Now that Ted and I are going through the headaches of linking, extensions, shared objects, and their ilk, I have a suggestion about how we are linking Inkscape.
Currently, the main Makefile.am is built at automake time to Makefile.in by reading all of its Makefile_insert files from the various subdirectories. The final 'inkscape' target is made as the result of libinkpre.a, all of the sub-libraries from each of the Makefile_inserts, then libinkpost.a. This is because of link-order problems.
This is just my opinion, but wouldn't it be easier/cleaner to make one large libinkscape.a by concatenating it from each of (pick one)
libBlah_a_SOURCES or libBlah_a_OBJECTS
... in each of the Makefile_inserts???
Then we would have one nice reference library that can be used by other projects, can be made into a .so or .dll, and that can more easily export its symbols.
And best of all, there would be no link-order problems.

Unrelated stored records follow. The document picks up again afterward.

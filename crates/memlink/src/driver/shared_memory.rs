//! Driver for integrations that mirror memory into shared memory.
//!
//! The integration exposes two regions:
//!
//! - a 32-byte metadata region: byte 1 is the integration version, bytes
//!   2..32 the UTF-8 system name padded with NULs
//! - a data region holding every domain of the active platform at the
//!   offsets given by [`PlatformEntry::domains`]
//!
//! Writes go through the named pipe side channel and are fire-and-forget.

use super::pipe::{PipeWriter, WriteRequest};
use super::{BlockData, Driver};
use crate::error::{DriverError, Result};
use crate::platform::{MemoryAddressBlock, PLATFORMS, PlatformEntry, lookup_in};
use async_trait::async_trait;
use memlink_shmem::{SegmentOpener, SegmentReader, SystemOpener, open_with_retry};
use std::sync::Arc;
use std::time::Duration;

/// Driver name
pub const SHARED_MEMORY_DRIVER_NAME: &str = "shared-memory";

/// Integration version this build understands
pub const SUPPORTED_INTEGRATION_VERSION: u8 = 1;

/// Size of the metadata region
pub const METADATA_REGION_SIZE: usize = 32;

const VERSION_OFFSET: usize = 1;
const SYSTEM_NAME_OFFSET: usize = 2;

/// Settings for [`SharedMemoryDriver`].
#[derive(Debug, Clone, PartialEq, Eq)]
pub struct SharedMemoryDriverConfig {
    /// Name of the metadata region
    pub metadata_region: String,
    /// Name of the data region
    pub data_region: String,
    /// Size of the data region in bytes
    pub data_size: usize,
    /// Side channel pipe name
    pub pipe_name: String,
    /// Bound on opening regions and connecting the pipe
    pub timeout: Duration,
}

impl Default for SharedMemoryDriverConfig {
    fn default() -> Self {
        Self {
            metadata_region: "MEMLINK_INTEGRATION_META".to_string(),
            data_region: "MEMLINK_INTEGRATION_DATA".to_string(),
            data_size: 4 * 1024 * 1024,
            pipe_name: "memlink_integration".to_string(),
            timeout: Duration::from_millis(100),
        }
    }
}

/// Metadata preamble published by the integration.
#[derive(Debug, Clone, PartialEq, Eq)]
struct IntegrationMetadata {
    version: u8,
    system: String,
}

impl IntegrationMetadata {
    fn parse(bytes: &[u8; METADATA_REGION_SIZE]) -> Self {
        let name = String::from_utf8_lossy(&bytes[SYSTEM_NAME_OFFSET..]);
        Self {
            version: bytes[VERSION_OFFSET],
            system: name.trim_end_matches('\0').trim().to_string(),
        }
    }
}

struct Connection {
    platform: &'static PlatformEntry,
    data: Box<dyn SegmentReader>,
}

/// Shared memory snapshot driver with a named pipe write channel.
pub struct SharedMemoryDriver {
    config: SharedMemoryDriverConfig,
    opener: Arc<dyn SegmentOpener>,
    platforms: &'static [PlatformEntry],
    connection: Option<Connection>,
}

impl SharedMemoryDriver {
    /// Driver reading real OS shared memory.
    pub fn new(config: SharedMemoryDriverConfig) -> Self {
        Self::with_opener(config, Arc::new(SystemOpener))
    }

    /// Driver reading regions through `opener`.
    pub fn with_opener(config: SharedMemoryDriverConfig, opener: Arc<dyn SegmentOpener>) -> Self {
        Self {
            config,
            opener,
            platforms: PLATFORMS,
            connection: None,
        }
    }

    /// Replace the platform table.
    #[must_use]
    pub fn with_platforms(mut self, platforms: &'static [PlatformEntry]) -> Self {
        self.platforms = platforms;
        self
    }

    /// Whether a data region is mapped
    pub fn is_connected(&self) -> bool {
        self.connection.is_some()
    }

    async fn open_region(&self, name: &str, size: usize) -> Result<Box<dyn SegmentReader>> {
        let opener = Arc::clone(&self.opener);
        let name = name.to_string();
        let timeout = self.config.timeout;

        let segment = tokio::task::spawn_blocking(move || {
            open_with_retry(opener.as_ref(), &name, size, timeout)
        })
        .await
        .map_err(|e| DriverError::Io(std::io::Error::other(e)))??;

        Ok(segment)
    }

    async fn read_metadata(&self) -> Result<IntegrationMetadata> {
        let mut segment = self
            .open_region(&self.config.metadata_region, METADATA_REGION_SIZE)
            .await?;

        let mut bytes = [0u8; METADATA_REGION_SIZE];
        let copied = segment.copy_bytes_to(0, &mut bytes);
        segment.close();
        copied?;

        Ok(IntegrationMetadata::parse(&bytes))
    }

    fn close_connection(&mut self) {
        if let Some(mut connection) = self.connection.take() {
            connection.data.close();
            tracing::debug!(
                "Released {} data region for {}",
                self.config.data_region,
                connection.platform.system_id
            );
        }
    }
}

#[async_trait]
impl Driver for SharedMemoryDriver {
    fn name(&self) -> &str {
        SHARED_MEMORY_DRIVER_NAME
    }

    fn delay_between_reads(&self) -> Duration {
        self.platform()
            .map_or(Duration::from_secs(1) / 60, PlatformEntry::frame_interval)
    }

    fn platform(&self) -> Option<&'static PlatformEntry> {
        self.connection.as_ref().map(|c| c.platform)
    }

    async fn establish_connection(&mut self) -> Result<()> {
        self.close_connection();

        let metadata = self.read_metadata().await?;

        if metadata.version != SUPPORTED_INTEGRATION_VERSION {
            return Err(DriverError::IntegrationVersionMismatch {
                expected: SUPPORTED_INTEGRATION_VERSION,
                actual: metadata.version,
            });
        }
        if metadata.system.is_empty() {
            return Err(DriverError::NoActiveGame);
        }
        let platform = lookup_in(self.platforms, &metadata.system)
            .ok_or_else(|| DriverError::UnsupportedSystem(metadata.system.clone()))?;

        let data = self
            .open_region(&self.config.data_region, self.config.data_size)
            .await?;

        tracing::info!(
            "Connected to {} integration ({} domains, {} byte region)",
            platform.system_id,
            platform.domains.len(),
            data.size()
        );

        self.connection = Some(Connection { platform, data });
        Ok(())
    }

    async fn test_connection(&mut self) -> bool {
        if self.connection.is_some() {
            // The integration may have switched games or shut down
            match self.read_metadata().await {
                Ok(metadata)
                    if metadata.version == SUPPORTED_INTEGRATION_VERSION
                        && self
                            .platform()
                            .is_some_and(|p| p.system_id.eq_ignore_ascii_case(&metadata.system)) =>
                {
                    return true;
                }
                Ok(_) => tracing::info!("Integration metadata changed, reconnecting"),
                Err(e) => tracing::debug!("Shared memory metadata unavailable: {e}"),
            }
        }

        match self.establish_connection().await {
            Ok(()) => true,
            Err(e) => {
                if e.is_user_facing() {
                    tracing::warn!("{SHARED_MEMORY_DRIVER_NAME}: {e}");
                } else {
                    tracing::debug!("{SHARED_MEMORY_DRIVER_NAME}: {e}");
                }
                false
            }
        }
    }

    async fn read_bytes(&mut self, _blocks: &[MemoryAddressBlock]) -> Result<Vec<BlockData>> {
        let connection = self
            .connection
            .as_ref()
            .ok_or_else(|| DriverError::NotConnected(SHARED_MEMORY_DRIVER_NAME.to_string()))?;

        let mut blocks = Vec::with_capacity(connection.platform.domains.len());
        let mut failure = None;

        for domain in connection.platform.domains {
            let (Ok(offset), Ok(length)) = (
                usize::try_from(domain.start_offset),
                usize::try_from(domain.length),
            ) else {
                failure = Some(DriverError::OutOfBoundsRead {
                    offset: 0,
                    length: 0,
                });
                break;
            };

            let mut data = vec![0u8; length];
            if let Err(e) = connection.data.copy_bytes_to(offset, &mut data) {
                failure = Some(e.into());
                break;
            }
            blocks.push(BlockData::new(domain.memory_start, data));
        }

        if let Some(err) = failure {
            // A region smaller than the layout means both sides disagree on
            // the size contract; this connection cannot be trusted
            tracing::error!("Dropping shared memory connection: {err}");
            self.close_connection();
            return Err(err);
        }

        Ok(blocks)
    }

    async fn write_bytes(
        &mut self,
        address: u32,
        bytes: &[u8],
        path: Option<&str>,
    ) -> Result<()> {
        let platform = self
            .platform()
            .ok_or_else(|| DriverError::NotConnected(SHARED_MEMORY_DRIVER_NAME.to_string()))?;

        let (domain, relative) = platform
            .resolve_write(address, bytes.len())
            .ok_or_else(|| DriverError::AddressNotMapped {
                address,
                system: platform.system_id.to_string(),
            })?;

        let request = WriteRequest::new(domain.domain_id, relative, bytes);
        let line = request.to_line()?;
        let writer = PipeWriter::connect(&self.config.pipe_name, self.config.timeout).await?;

        tracing::debug!(
            "Writing {} bytes to {}+0x{relative:X} ({}): {}",
            bytes.len(),
            domain.domain_id,
            path.unwrap_or("-"),
            hex::encode(bytes)
        );

        let pipe_name = self.config.pipe_name.clone();
        let path = path.map(str::to_string);
        tokio::spawn(async move {
            if let Err(e) = writer.send(&line).await {
                tracing::error!(
                    "Write of 0x{address:X} ({}) over pipe {pipe_name} failed: {e}",
                    path.as_deref().unwrap_or("-")
                );
            }
        });

        Ok(())
    }

    async fn disconnect(&mut self) {
        self.close_connection();
    }
}

#[cfg(test)]
mod tests {
    use super::*;
    use pretty_assertions::assert_eq;

    fn metadata_bytes(version: u8, system: &str) -> [u8; METADATA_REGION_SIZE] {
        let mut bytes = [0u8; METADATA_REGION_SIZE];
        bytes[VERSION_OFFSET] = version;
        bytes[SYSTEM_NAME_OFFSET..SYSTEM_NAME_OFFSET + system.len()]
            .copy_from_slice(system.as_bytes());
        bytes
    }

    #[test]
    fn test_parse_metadata() {
        let metadata = IntegrationMetadata::parse(&metadata_bytes(1, "GBA"));
        assert_eq!(
            metadata,
            IntegrationMetadata {
                version: 1,
                system: "GBA".to_string()
            }
        );
    }

    #[test]
    fn test_parse_metadata_full_width_name() {
        let name = "X".repeat(METADATA_REGION_SIZE - SYSTEM_NAME_OFFSET);
        let metadata = IntegrationMetadata::parse(&metadata_bytes(1, &name));
        assert_eq!(metadata.system, name);
    }

    #[test]
    fn test_parse_metadata_empty_name() {
        let metadata = IntegrationMetadata::parse(&metadata_bytes(1, ""));
        assert!(metadata.system.is_empty());
    }
}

This would in no way alter the set of Makefile_inserts that we have in the build tree. The main Makefile would merely use different information from them. The small .a's would still be built (or be buildable) and everyone can still do their private testing. It would only change the makeup of the large libinkscape.a lib.
Any thoughts? This would not affect the majority of devs, but would -GREATLY- simplify the world for those of us who need to worry about link issues.